::: MATERIAL PROVIDED

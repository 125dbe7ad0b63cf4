//! Connection envelope: `{"type": ..., "data": {...}, "timestamp": ...}`.
//!
//! On the wire an envelope is a loosely typed JSON object. In memory it is a
//! [`Message`] sum type with one variant per recognized `type`, each carrying
//! a statically shaped payload. Unrecognized types decode into
//! [`Message::Unknown`] so newer clients keep working against an older relay.
//!
//! # Invariants
//!
//! - Each variant maps to exactly one `type` string (see [`Message::kind`]).
//! - `status` is shared by the client request and the server report; a
//!   `data` object carrying `connected` decodes as the report.
//! - Decoding dispatches on `type` alone. The inbound types (`heartbeat`,
//!   `ping`, `status`) always decode as themselves: a mistyped field is
//!   dropped and a non-object `data` reads as `{}`. Any other recognized
//!   type whose `data` does not fit falls back to [`Message::Unknown`].

use bytes::Bytes;
use serde::{Deserialize, Serialize, de::DeserializeOwned};
use serde_json::{Map, Value};

use crate::{
    errors::{ProtocolError, Result},
    frame,
    payloads::{
        ErrorNotice, Heartbeat, KeyRevoked, Ping, Pong, StatusReport, StatusRequest, Welcome,
    },
};

/// Envelope `type` strings.
pub mod kind {
    /// Server greeting after admission
    pub const WELCOME: &str = "welcome";
    /// Liveness beacon (both directions)
    pub const HEARTBEAT: &str = "heartbeat";
    /// Key withdrawal notice
    pub const KEY_REVOKED: &str = "key_revoked";
    /// Client probe
    pub const PING: &str = "ping";
    /// Probe reply
    pub const PONG: &str = "pong";
    /// Status request and report
    pub const STATUS: &str = "status";
    /// Reflection of an unrecognized message
    pub const ECHO: &str = "echo";
    /// Error notice
    pub const ERROR: &str = "error";
    /// Placeholder for envelopes that carry no `type`
    pub const UNKNOWN: &str = "unknown";
}

/// Typed envelope body.
#[derive(Debug, Clone, PartialEq)]
pub enum Message {
    /// Server greeting
    Welcome(Welcome),
    /// Liveness beacon
    Heartbeat(Heartbeat),
    /// Key withdrawal notice
    KeyRevoked(KeyRevoked),
    /// Client probe
    Ping(Ping),
    /// Probe reply
    Pong(Pong),
    /// Client status request
    StatusRequest(StatusRequest),
    /// Server status report
    Status(StatusReport),
    /// Reflected `data` of an unrecognized message
    Echo(Value),
    /// Error notice
    Error(ErrorNotice),
    /// Any other `type`, or a server-originated type with unexpected
    /// `data`, kept verbatim
    Unknown {
        /// The unrecognized `type` string
        kind: String,
        /// Raw `data`
        data: Value,
    },
}

impl Message {
    /// Wire `type` string of this message.
    pub fn kind(&self) -> &str {
        match self {
            Self::Welcome(_) => kind::WELCOME,
            Self::Heartbeat(_) => kind::HEARTBEAT,
            Self::KeyRevoked(_) => kind::KEY_REVOKED,
            Self::Ping(_) => kind::PING,
            Self::Pong(_) => kind::PONG,
            Self::StatusRequest(_) | Self::Status(_) => kind::STATUS,
            Self::Echo(_) => kind::ECHO,
            Self::Error(_) => kind::ERROR,
            Self::Unknown { kind, .. } => kind,
        }
    }

    /// The `data` object this message serializes to.
    ///
    /// # Errors
    ///
    /// - `ProtocolError::Encode` if the payload fails to serialize
    pub fn data(&self) -> Result<Value> {
        let value = match self {
            Self::Welcome(inner) => serde_json::to_value(inner),
            Self::Heartbeat(inner) => serde_json::to_value(inner),
            Self::KeyRevoked(inner) => serde_json::to_value(inner),
            Self::Ping(inner) => serde_json::to_value(inner),
            Self::Pong(inner) => serde_json::to_value(inner),
            Self::StatusRequest(inner) => serde_json::to_value(inner),
            Self::Status(inner) => serde_json::to_value(inner),
            Self::Echo(data) | Self::Unknown { data, .. } => Ok(data.clone()),
            Self::Error(inner) => serde_json::to_value(inner),
        };
        value.map_err(|e| ProtocolError::Encode(e.to_string()))
    }

    fn from_parts(kind: String, data: Value) -> Self {
        match kind.as_str() {
            kind::HEARTBEAT => Self::Heartbeat(lenient(data)),
            kind::PING => Self::Ping(lenient(data)),
            kind::STATUS => match strict::<StatusReport>(&data) {
                Some(report) if data.get("connected").is_some() => Self::Status(report),
                _ => Self::StatusRequest(lenient(data)),
            },
            kind::ECHO => Self::Echo(data),
            kind::WELCOME => strict(&data).map(Self::Welcome).unwrap_or(Self::Unknown { kind, data }),
            kind::KEY_REVOKED => {
                strict(&data).map(Self::KeyRevoked).unwrap_or(Self::Unknown { kind, data })
            },
            kind::PONG => strict(&data).map(Self::Pong).unwrap_or(Self::Unknown { kind, data }),
            kind::ERROR => strict(&data).map(Self::Error).unwrap_or(Self::Unknown { kind, data }),
            _ => Self::Unknown { kind, data },
        }
    }
}

/// A message plus the optional top-level timestamp.
#[derive(Debug, Clone, PartialEq)]
pub struct Envelope {
    /// Typed body
    pub message: Message,
    /// Top-level `timestamp`, omitted on the wire when `None`
    pub timestamp: Option<String>,
}

impl From<Message> for Envelope {
    fn from(message: Message) -> Self {
        Self { message, timestamp: None }
    }
}

impl Envelope {
    /// Envelope without a top-level timestamp.
    pub fn new(message: Message) -> Self {
        Self::from(message)
    }

    /// Attach a top-level timestamp.
    #[must_use]
    pub fn with_timestamp(mut self, timestamp: Option<String>) -> Self {
        self.timestamp = timestamp;
        self
    }

    /// Wire `type` string.
    pub fn kind(&self) -> &str {
        self.message.kind()
    }

    /// Serialize to a JSON object.
    ///
    /// # Errors
    ///
    /// - `ProtocolError::Encode` if a payload fails to serialize
    pub fn to_json(&self) -> Result<Vec<u8>> {
        let raw = RawEnvelope {
            kind: Some(self.kind().to_string()),
            data: self.message.data()?,
            timestamp: self.timestamp.clone().map(Value::String),
        };
        serde_json::to_vec(&raw).map_err(|e| ProtocolError::Encode(e.to_string()))
    }

    /// Parse a JSON object.
    ///
    /// A missing `type` is treated as `"unknown"`; a missing or `null` `data`
    /// as `{}`. A non-string top-level `timestamp` is dropped.
    ///
    /// # Errors
    ///
    /// - `ProtocolError::InvalidJson` if `bytes` is not a JSON object
    pub fn from_json(bytes: &[u8]) -> Result<Self> {
        let raw: RawEnvelope =
            serde_json::from_slice(bytes).map_err(|e| ProtocolError::InvalidJson(e.to_string()))?;

        let kind = raw.kind.unwrap_or_else(|| kind::UNKNOWN.to_string());
        let data = match raw.data {
            Value::Null => Value::Object(Map::new()),
            other => other,
        };
        let timestamp = match raw.timestamp {
            Some(Value::String(ts)) => Some(ts),
            _ => None,
        };

        Ok(Self { message: Message::from_parts(kind, data), timestamp })
    }

    /// Serialize and wrap in a length-prefixed frame.
    ///
    /// # Errors
    ///
    /// - `ProtocolError::Encode` if serialization fails
    /// - `ProtocolError::FrameTooLarge` if the JSON exceeds the frame limit
    pub fn to_frame(&self) -> Result<Bytes> {
        frame::encode_frame(&self.to_json()?)
    }
}

/// Wire shape, before `data` is interpreted.
#[derive(Serialize, Deserialize)]
struct RawEnvelope {
    #[serde(rename = "type", default, skip_serializing_if = "Option::is_none")]
    kind: Option<String>,
    #[serde(default)]
    data: Value,
    #[serde(default, skip_serializing_if = "Option::is_none")]
    timestamp: Option<Value>,
}

/// Decode `data` into `T`, or `None` if it does not fit.
fn strict<T: DeserializeOwned>(data: &Value) -> Option<T> {
    T::deserialize(data).ok()
}

/// Decode each field of `T` on its own, defaulting the ones that do not fit.
fn lenient<T: DeserializeOwned + Default>(data: Value) -> T {
    let Value::Object(fields) = data else { return T::default() };
    let kept: Map<String, Value> = fields
        .into_iter()
        .filter(|(name, value)| {
            let single = Value::Object(Map::from_iter([(name.clone(), value.clone())]));
            T::deserialize(&single).is_ok()
        })
        .collect();
    T::deserialize(&Value::Object(kept)).unwrap_or_default()
}
//! Inbound envelope handling for an admitted connection.
//!
//! [`handle_inbound`] is a pure function from one raw inbound frame to what
//! the connection should do next: whether to refresh liveness and which
//! envelope, if any, to send back. The transport's read loop applies the
//! outcome through the registry.

use horizon_proto::{Envelope, ErrorNotice, Message, Pong, StatusReport};
use serde_json::Value;

/// What to do after an inbound frame.
#[derive(Debug, Clone, PartialEq)]
pub struct InboundOutcome {
    /// The frame was a heartbeat: refresh the connection's liveness
    pub refresh_heartbeat: bool,
    /// Envelope to send back to the sender
    pub reply: Option<Envelope>,
}

impl InboundOutcome {
    fn heartbeat() -> Self {
        Self { refresh_heartbeat: true, reply: None }
    }

    fn reply(envelope: Envelope) -> Self {
        Self { refresh_heartbeat: false, reply: Some(envelope) }
    }
}

/// Decide how to answer one inbound frame from `identity`.
///
/// `now` is the server's ISO-8601 time, used when a status request carries
/// no timestamp of its own. Only a frame that is not a JSON object gets an
/// `error` envelope; the connection stays open either way.
pub fn handle_inbound(identity: &str, raw: &[u8], now: &str) -> InboundOutcome {
    let Ok(envelope) = Envelope::from_json(raw) else {
        return InboundOutcome::reply(error(ErrorNotice::INVALID_JSON));
    };

    match envelope.message {
        Message::Heartbeat(_) => InboundOutcome::heartbeat(),
        Message::Ping(ping) => {
            InboundOutcome::reply(Envelope::new(Message::Pong(Pong { timestamp: ping.timestamp })))
        },
        Message::StatusRequest(request) => {
            InboundOutcome::reply(Envelope::new(Message::Status(StatusReport {
                connected: true,
                identity: identity.to_string(),
                timestamp: request.timestamp.unwrap_or_else(|| Value::from(now)),
            })))
        },
        other => InboundOutcome::reply(echo(other, envelope.timestamp)),
    }
}

fn echo(message: Message, timestamp: Option<String>) -> Envelope {
    let data = match message {
        Message::Echo(data) | Message::Unknown { data, .. } => data,
        // server-originated types sent by a client
        typed => typed.data().unwrap_or_default(),
    };
    Envelope::new(Message::Echo(data)).with_timestamp(timestamp)
}

fn error(message: &str) -> Envelope {
    Envelope::new(Message::Error(ErrorNotice::new(message)))
}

::::::

Transcribe each line of the data above, unaltered, from the one where "a length-prefixed frame." appears to the one where "let Value::Object(fields) = data" appears, inclusive of both.

### ANSWER FOR THIS EXERCISE
    /// Serialize and wrap in a length-prefixed frame.
    ///
    /// # Errors
    ///
    /// - `ProtocolError::Encode` if serialization fails
    /// - `ProtocolError::FrameTooLarge` if the JSON exceeds the frame limit
    pub fn to_frame(&self) -> Result<Bytes> {
        frame::encode_frame(&self.to_json()?)
    }
}

/// Wire shape, before `data` is interpreted.
#[derive(Serialize, Deserialize)]
struct RawEnvelope {
    #[serde(rename = "type", default, skip_serializing_if = "Option::is_none")]
    kind: Option<String>,
    #[serde(default)]
    data: Value,
    #[serde(default, skip_serializing_if = "Option::is_none")]
    timestamp: Option<Value>,
}

/// Decode `data` into `T`, or `None` if it does not fit.
fn strict<T: DeserializeOwned>(data: &Value) -> Option<T> {
    T::deserialize(data).ok()
}

/// Decode each field of `T` on its own, defaulting the ones that do not fit.
fn lenient<T: DeserializeOwned + Default>(data: Value) -> T {
    let Value::Object(fields) = data else { return T::default() };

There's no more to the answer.